Technology is Disrupting Doctor Communication With Patients
The last few years have seen a striking leap forward in the pace of technological innovation across many different fields. Medicine, for example, is experiencing quite a transformation. Parts of the doctor-patient relationship that have been constant for many years are now changing due to the disruption of new technology. The three biggest revolutions have all changed the way patients and doctors interact: electronic medical records, telemedicine, and new diagnostic technology. In this post, we’ll talk about these in detail and explain how they have changed the administration of medical care.
Electronic Medical Records
Electronic medical records, or EMRs, are a massive change to the way doctors and hospitals keep track of their patients. It is much more than just digitizing some paperwork. The EMR approach opens up many avenues for cooperation between doctors. For example, an EMR system lets primary care doctors share basic test results with specialists, letting them avoid duplicating work. When care is coordinated like this, the patient gets quicker, more responsive, and better treatment. Obama’s Affordable Care Act mandates that care providers have to start using EMR systems, so the way doctors communicate with each other and patients about test results and other information is about to change forever (source: http://www.hhs.gov/healthcare/facts/timeline/timeline-text.html).

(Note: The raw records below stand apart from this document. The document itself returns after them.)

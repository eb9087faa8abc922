use super::{pacer::Pacer, run_state::RunState, signal::RunExitSignal};
use crate::flight_control::{
    AircraftState, FlightComputer, FlightPlan, SegmentPlan, common::RandomSource,
};
use crate::keychain::Keychain;
use crate::telemetry::SinkStats;
use crate::{info, log, phase, warn};
use chrono::Utc;
use std::time::Duration;
use tokio_util::sync::CancellationToken;

/// Outcome of a complete (or cancelled) run.
#[derive(Debug, Clone)]
pub struct RunSummary {
    pub state: RunState,
    pub cycles_completed: u32,
    pub ticks: u64,
    pub sim_time: Duration,
    pub hard_landings: u32,
    pub alerts: u32,
    pub final_state: AircraftState,
    pub sinks: SinkStats,
}

/// Drives the [`FlightComputer`] through the configured number of flight cycles,
/// feeding every tick to the [`Keychain`] and pacing ticks with `P`.
///
/// Runs in a single task: ticks are strictly sequential, and cancellation is checked
/// once per tick, never inside a physics update.
pub struct Simulation<R: RandomSource, P: Pacer> {
    computer: FlightComputer<R>,
    keychain: Keychain,
    pacer: P,
    cycles: u32,
    run_state: RunState,
    cycles_completed: u32,
    hard_landings: u32,
    alerts: u32,
}

impl<R: RandomSource, P: Pacer> Simulation<R, P> {
    pub fn new(computer: FlightComputer<R>, keychain: Keychain, pacer: P, cycles: u32) -> Self {
        Self {
            computer,
            keychain,
            pacer,
            cycles,
            run_state: RunState::Init,
            cycles_completed: 0,
            hard_landings: 0,
            alerts: 0,
        }
    }

    /// Flies every cycle, then finalizes the sinks. Stops after the current tick once
    /// `c_tok` is cancelled; the sinks are finalized in that case as well.
    pub async fn run(mut self, c_tok: CancellationToken) -> RunSummary {
        info!("Starting {}-flight cycle at {} Hz", self.cycles, self.computer.tick_rate());
        if !self.keychain.has_sample_store() {
            warn!("No sample log attached, samples will not be persisted");
        }
        for cycle in 1..=self.cycles {
            if c_tok.is_cancelled() {
                self.run_state = RunState::Cancelled;
                break;
            }
            let plan = FlightPlan::for_cycle(cycle);
            info!(
                "Flight {} ({cycle}/{}) {} -> {}, block time {}s",
                plan.flight_id(),
                self.cycles,
                plan.origin().code(),
                plan.destination().code(),
                plan.block_time().as_secs()
            );
            let signal = self.fly_cycle(cycle, &plan, &c_tok).await;
            // samples reach durable storage once per cycle, including a cancelled one
            self.keychain.flush_samples();
            if signal == RunExitSignal::Cancelled {
                self.run_state = RunState::Cancelled;
                break;
            }
            self.cycles_completed += 1;
            let dropped = self.keychain.stats().total_dropped();
            if dropped > 0 {
                log!("{dropped} sink sends dropped after {cycle} cycles");
            }
        }
        if !self.run_state.is_terminal() {
            self.run_state = RunState::Finished;
        }
        if self.run_state == RunState::Cancelled {
            warn!("Run cancelled after {} completed cycles", self.cycles_completed);
        }

        let sinks = self.keychain.finalize().await;
        RunSummary {
            state: self.run_state,
            cycles_completed: self.cycles_completed,
            ticks: self.computer.ticks(),
            sim_time: self.computer.sim_time(),
            hard_landings: self.hard_landings,
            alerts: self.alerts,
            final_state: self.computer.state().clone(),
            sinks,
        }
    }

    async fn fly_cycle(
        &mut self,
        cycle: u32,
        plan: &FlightPlan,
        c_tok: &CancellationToken,
    ) -> RunExitSignal {
        for segment in plan.segments() {
            if segment.phase().is_touchdown() {
                self.touch_down(plan.flight_id());
            }
            let signal = self.fly_segment(cycle, plan.flight_id(), segment, c_tok).await;
            if signal == RunExitSignal::Cancelled {
                return signal;
            }
        }
        RunExitSignal::Continue
    }

    fn touch_down(&mut self, flight_id: &str) {
        let assessment = self.computer.touch_down();
        if assessment.is_hard_landing() {
            self.hard_landings += 1;
            warn!(
                "HARD LANDING: {:.2}G on {flight_id}, main gear health -{:.2}",
                assessment.g_force(),
                assessment.health_delta()
            );
        }
        if assessment.should_alert() {
            self.alerts += 1;
            self.keychain.dispatch_alert(assessment.g_force());
        }
    }

    async fn fly_segment(
        &mut self,
        cycle: u32,
        flight_id: &str,
        segment: &SegmentPlan,
        c_tok: &CancellationToken,
    ) -> RunExitSignal {
        let mut stepper = self.computer.begin_segment(flight_id, segment);
        self.run_state = RunState::Flying { cycle, phase: segment.phase() };
        self.keychain.record_phase(self.computer.state(), Utc::now());
        phase!("{flight_id} {} started ({} ticks)", segment.phase(), stepper.steps());

        while let Some(report) = self.computer.step(&mut stepper) {
            let now = Utc::now();
            self.keychain.emit_snapshot(self.computer.state(), now);
            if report.persist_sample {
                self.keychain.persist_sample(self.computer.state(), now);
            }
            if c_tok.is_cancelled() {
                return RunExitSignal::Cancelled;
            }
            self.pacer.pace().await;
        }
        RunExitSignal::Continue
    }
}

Telemedicine is the concept of care over distance using technology to communicate. For example, a doctor talking to a patient over Skype when they are located miles apart is a modern form of telemedicine. As the name suggests, telemedicine is as old as the telephone, so this is not a new idea. However, the advent of high-quality video conferencing that is accessible to everyone, along with the presence of EMRs, means that doctors seeing their patients over the wires can get nearly as much information as an in-person doctor, so they can at least rule out some basic options in an emergency (source: http://www.americantelemed.org/about-telemedicine/what-is-telemedicine#.VgyHL5dWeFI).
Technology is already improving the tools doctors use to make tests and carry out procedures. But now, with the rise of artificial intelligence, computers can actually help doctors make diagnoses. For example, IBM’s Watson can respond to questions in natural language, and it has more medical knowledge than any single human on the planet. Two years ago, it could already diagnose some forms of cancer with far more accuracy than human doctors (source: http://www.wired.co.uk/news/archive/2013-02/11/ibm-watson-medical-doctor). That will soon expand to more types of disease. Watson will be able to diagnose faster and more accurately than humans, and even at lower cost.
The next few years hold a lot of promise for medicine, as these and other technologies build on each other to form a connected network of advanced medical tools. This is not a static area- these technologies are just beginning to revolutionize the doctor-patient relationship. The tech boom is going to sweep away the way we used to look at medicine. Nobody knows what the end result will be, but one thing is for sure- it’s going to be very different.